**Data excerpts:**
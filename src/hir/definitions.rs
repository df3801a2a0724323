//! Definitions: named program entities.
//!
//! A [`Definition`] is created while a unit's file scope is built and is
//! immutable once published, except for the memoized results of its
//! `resolve_*` methods. Those resolve through the [`Project`] (never by
//! following pointers into another unit) and are computed at most once.
//!
//! ## Re-entrancy
//!
//! Memo cells track which thread is resolving them. A thread that asks for a
//! value it is already computing gets a "cycle" answer instead of blocking on
//! itself; a second thread computes independently and the first stored result
//! wins. Mutually dependent classes therefore never deadlock.

use std::fmt;
use std::sync::Arc;
use std::thread::{self, ThreadId};

use parking_lot::Mutex;
use rustc_hash::FxHashSet;
use smol_str::SmolStr;

use crate::base::{QName, TextRange};
use crate::error::Result;
use crate::project::Project;
use crate::syntax::ast::{AccessorKind, TypeRefNode};

use super::diagnostics::SourceLocation;
use super::graph::DependencyType;
use super::ids::{DefId, LocalDefId, ScopeId, UnitId};
use super::namespace::{NamespaceReference, NamespaceValue};
use super::resolve::Resolver;

// ============================================================================
// DEFINITION DATA
// ============================================================================

/// The kind of a definition.
#[derive(Clone, Copy, Debug, PartialEq, Eq, Hash)]
pub enum DefinitionKind {
    Class,
    Interface,
    Function,
    Getter,
    Setter,
    Variable,
    Namespace,
    Package,
}

impl DefinitionKind {
    pub fn is_type(self) -> bool {
        matches!(self, DefinitionKind::Class | DefinitionKind::Interface)
    }

    pub fn is_accessor(self) -> bool {
        matches!(self, DefinitionKind::Getter | DefinitionKind::Setter)
    }

    pub fn is_function_like(self) -> bool {
        matches!(
            self,
            DefinitionKind::Function | DefinitionKind::Getter | DefinitionKind::Setter
        )
    }

    pub fn display(self) -> &'static str {
        match self {
            DefinitionKind::Class => "class",
            DefinitionKind::Interface => "interface",
            DefinitionKind::Function => "function",
            DefinitionKind::Getter => "getter",
            DefinitionKind::Setter => "setter",
            DefinitionKind::Variable => "variable",
            DefinitionKind::Namespace => "namespace",
            DefinitionKind::Package => "package",
        }
    }
}

/// A type name as written in source, resolved lazily.
#[derive(Clone, Debug, PartialEq, Eq)]
pub struct TypeName {
    pub name: SmolStr,
    pub argument: Option<Box<TypeName>>,
    pub range: TextRange,
}

impl TypeName {
    pub fn new(name: impl Into<SmolStr>, range: TextRange) -> Self {
        Self {
            name: name.into(),
            argument: None,
            range,
        }
    }

    /// `*`
    pub fn is_any(&self) -> bool {
        self.name == "*"
    }

    pub fn is_void(&self) -> bool {
        self.name == "void"
    }
}

impl From<&TypeRefNode> for TypeName {
    fn from(node: &TypeRefNode) -> Self {
        Self {
            name: node.name.clone(),
            argument: node.argument.as_deref().map(|arg| Box::new(TypeName::from(arg))),
            range: node.range,
        }
    }
}

impl fmt::Display for TypeName {
    fn fmt(&self, f: &mut fmt::Formatter<'_>) -> fmt::Result {
        f.write_str(&self.name)?;
        if let Some(argument) = &self.argument {
            write!(f, ".<{argument}>")?;
        }
        Ok(())
    }
}

#[derive(Clone, Debug, PartialEq, Eq)]
pub struct Parameter {
    pub name: SmolStr,
    pub type_name: Option<TypeName>,
    pub has_default: bool,
    pub is_rest: bool,
}

/// Kind-specific data.
#[derive(Clone, Debug, PartialEq, Eq)]
pub enum DefinitionData {
    Class {
        base: Option<TypeName>,
        interfaces: Vec<TypeName>,
    },
    Interface {
        extends: Vec<TypeName>,
    },
    Function {
        accessor: Option<AccessorKind>,
        params: Vec<Parameter>,
        return_type: Option<TypeName>,
    },
    Variable {
        type_name: Option<TypeName>,
        is_const: bool,
    },
    Namespace {
        uri: SmolStr,
    },
    Package,
}

/// Declaration modifiers.
#[derive(Clone, Copy, Debug, Default, PartialEq, Eq)]
pub struct Modifiers {
    pub is_static: bool,
    pub is_override: bool,
    pub is_final: bool,
    pub is_dynamic: bool,
    pub is_native: bool,
}

/// A metadata tag such as `[Bindable]` or `[Event(name="change")]`.
#[derive(Clone, Debug, PartialEq, Eq)]
pub struct MetaTag {
    pub name: SmolStr,
    pub attributes: Vec<MetaAttribute>,
}

#[derive(Clone, Debug, PartialEq, Eq)]
pub struct MetaAttribute {
    pub key: Option<SmolStr>,
    pub value: SmolStr,
}

impl MetaTag {
    pub fn new(name: impl Into<SmolStr>) -> Self {
        Self {
            name: name.into(),
            attributes: Vec::new(),
        }
    }

    /// Value of the first attribute with `key`.
    pub fn attribute(&self, key: &str) -> Option<&str> {
        self.attributes
            .iter()
            .find(|attr| attr.key.as_deref() == Some(key))
            .map(|attr| attr.value.as_str())
    }
}

/// The resolved type of an annotation.
#[derive(Clone, Debug)]
pub enum ResolvedType {
    /// `*` or no annotation.
    Any,
    Void,
    Definition(Arc<Definition>),
    /// A runtime type such as `int` or `String` that no library on the path
    /// defines.
    Builtin(SmolStr),
    /// The name did not resolve; already reported where it was written.
    Unresolved(SmolStr),
}

impl ResolvedType {
    pub fn definition(&self) -> Option<&Arc<Definition>> {
        match self {
            ResolvedType::Definition(def) => Some(def),
            _ => None,
        }
    }

    /// Identity comparison: two definitions are the same type only if they are
    /// the same published definition.
    pub fn same_as(&self, other: &ResolvedType) -> bool {
        match (self, other) {
            (ResolvedType::Any, ResolvedType::Any) => true,
            (ResolvedType::Void, ResolvedType::Void) => true,
            (ResolvedType::Definition(a), ResolvedType::Definition(b)) => {
                Arc::ptr_eq(a, b) || a.qname() == b.qname() && a.kind() == b.kind()
            }
            (ResolvedType::Builtin(a), ResolvedType::Builtin(b)) => a == b,
            (ResolvedType::Unresolved(a), ResolvedType::Unresolved(b)) => a == b,
            _ => false,
        }
    }

    pub fn display_name(&self) -> SmolStr {
        match self {
            ResolvedType::Any => "*".into(),
            ResolvedType::Void => "void".into(),
            ResolvedType::Definition(def) => def.qname().to_dotted(),
            ResolvedType::Builtin(name) | ResolvedType::Unresolved(name) => name.clone(),
        }
    }
}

**What to work on:** In full and without alteration, repeat the records.

**Your solution:**
filename src/hir/definitions.rs
repository df3801a2a0724323
//! Definitions: named program entities.
//!
//! A [`Definition`] is created while a unit's file scope is built and is
//! immutable once published, except for the memoized results of its
//! `resolve_*` methods. Those resolve through the [`Project`] (never by
//! following pointers into another unit) and are computed at most once.
//!
//! ## Re-entrancy
//!
//! Memo cells track which thread is resolving them. A thread that asks for a
//! value it is already computing gets a "cycle" answer instead of blocking on
//! itself; a second thread computes independently and the first stored result
//! wins. Mutually dependent classes therefore never deadlock.

use std::fmt;
use std::sync::Arc;
use std::thread::{self, ThreadId};

use parking_lot::Mutex;
use rustc_hash::FxHashSet;
use smol_str::SmolStr;

use crate::base::{QName, TextRange};
use crate::error::Result;
use crate::project::Project;
use crate::syntax::ast::{AccessorKind, TypeRefNode};

use super::diagnostics::SourceLocation;
use super::graph::DependencyType;
use super::ids::{DefId, LocalDefId, ScopeId, UnitId};
use super::namespace::{NamespaceReference, NamespaceValue};
use super::resolve::Resolver;

// ============================================================================
// DEFINITION DATA
// ============================================================================

/// The kind of a definition.
#[derive(Clone, Copy, Debug, PartialEq, Eq, Hash)]
pub enum DefinitionKind {
    Class,
    Interface,
    Function,
    Getter,
    Setter,
    Variable,
    Namespace,
    Package,
}

impl DefinitionKind {
    pub fn is_type(self) -> bool {
        matches!(self, DefinitionKind::Class | DefinitionKind::Interface)
    }

    pub fn is_accessor(self) -> bool {
        matches!(self, DefinitionKind::Getter | DefinitionKind::Setter)
    }

    pub fn is_function_like(self) -> bool {
        matches!(
            self,
            DefinitionKind::Function | DefinitionKind::Getter | DefinitionKind::Setter
        )
    }

    pub fn display(self) -> &'static str {
        match self {
            DefinitionKind::Class => "class",
            DefinitionKind::Interface => "interface",
            DefinitionKind::Function => "function",
            DefinitionKind::Getter => "getter",
            DefinitionKind::Setter => "setter",
            DefinitionKind::Variable => "variable",
            DefinitionKind::Namespace => "namespace",
            DefinitionKind::Package => "package",
        }
    }
}

/// A type name as written in source, resolved lazily.
#[derive(Clone, Debug, PartialEq, Eq)]
pub struct TypeName {
    pub name: SmolStr,
    pub argument: Option<Box<TypeName>>,
    pub range: TextRange,
}

impl TypeName {
    pub fn new(name: impl Into<SmolStr>, range: TextRange) -> Self {
        Self {
            name: name.into(),
            argument: None,
            range,
        }
    }

    /// `*`
    pub fn is_any(&self) -> bool {
        self.name == "*"
    }

    pub fn is_void(&self) -> bool {
        self.name == "void"
    }
}

impl From<&TypeRefNode> for TypeName {
    fn from(node: &TypeRefNode) -> Self {
        Self {
            name: node.name.clone(),
            argument: node.argument.as_deref().map(|arg| Box::new(TypeName::from(arg))),
            range: node.range,
        }
    }
}

impl fmt::Display for TypeName {
    fn fmt(&self, f: &mut fmt::Formatter<'_>) -> fmt::Result {
        f.write_str(&self.name)?;
        if let Some(argument) = &self.argument {
            write!(f, ".<{argument}>")?;
        }
        Ok(())
    }
}

#[derive(Clone, Debug, PartialEq, Eq)]
pub struct Parameter {
    pub name: SmolStr,
    pub type_name: Option<TypeName>,
    pub has_default: bool,
    pub is_rest: bool,
}

/// Kind-specific data.
#[derive(Clone, Debug, PartialEq, Eq)]
pub enum DefinitionData {
    Class {
        base: Option<TypeName>,
        interfaces: Vec<TypeName>,
    },
    Interface {
        extends: Vec<TypeName>,
    },
    Function {
        accessor: Option<AccessorKind>,
        params: Vec<Parameter>,
        return_type: Option<TypeName>,
    },
    Variable {
        type_name: Option<TypeName>,
        is_const: bool,
    },
    Namespace {
        uri: SmolStr,
    },
    Package,
}

/// Declaration modifiers.
#[derive(Clone, Copy, Debug, Default, PartialEq, Eq)]
pub struct Modifiers {
    pub is_static: bool,
    pub is_override: bool,
    pub is_final: bool,
    pub is_dynamic: bool,
    pub is_native: bool,
}

/// A metadata tag such as `[Bindable]` or `[Event(name="change")]`.
#[derive(Clone, Debug, PartialEq, Eq)]
pub struct MetaTag {
    pub name: SmolStr,
    pub attributes: Vec<MetaAttribute>,
}

#[derive(Clone, Debug, PartialEq, Eq)]
pub struct MetaAttribute {
    pub key: Option<SmolStr>,
    pub value: SmolStr,
}

impl MetaTag {
    pub fn new(name: impl Into<SmolStr>) -> Self {
        Self {
            name: name.into(),
            attributes: Vec::new(),
        }
    }

    /// Value of the first attribute with `key`.
    pub fn attribute(&self, key: &str) -> Option<&str> {
        self.attributes
            .iter()
            .find(|attr| attr.key.as_deref() == Some(key))
            .map(|attr| attr.value.as_str())
    }
}

/// The resolved type of an annotation.
#[derive(Clone, Debug)]
pub enum ResolvedType {
    /// `*` or no annotation.
    Any,
    Void,
    Definition(Arc<Definition>),
    /// A runtime type such as `int` or `String` that no library on the path
    /// defines.
    Builtin(SmolStr),
    /// The name did not resolve; already reported where it was written.
    Unresolved(SmolStr),
}

impl ResolvedType {
    pub fn definition(&self) -> Option<&Arc<Definition>> {
        match self {
            ResolvedType::Definition(def) => Some(def),
            _ => None,
        }
    }

    /// Identity comparison: two definitions are the same type only if they are
    /// the same published definition.
    pub fn same_as(&self, other: &ResolvedType) -> bool {
        match (self, other) {
            (ResolvedType::Any, ResolvedType::Any) => true,
            (ResolvedType::Void, ResolvedType::Void) => true,
            (ResolvedType::Definition(a), ResolvedType::Definition(b)) => {
                Arc::ptr_eq(a, b) || a.qname() == b.qname() && a.kind() == b.kind()
            }
            (ResolvedType::Builtin(a), ResolvedType::Builtin(b)) => a == b,
            (ResolvedType::Unresolved(a), ResolvedType::Unresolved(b)) => a == b,
            _ => false,
        }
    }

    pub fn display_name(&self) -> SmolStr {
        match self {
            ResolvedType::Any => "*".into(),
            ResolvedType::Void => "void".into(),
            ResolvedType::Definition(def) => def.qname().to_dotted(),
            ResolvedType::Builtin(name) | ResolvedType::Unresolved(name) => name.clone(),
        }
    }
}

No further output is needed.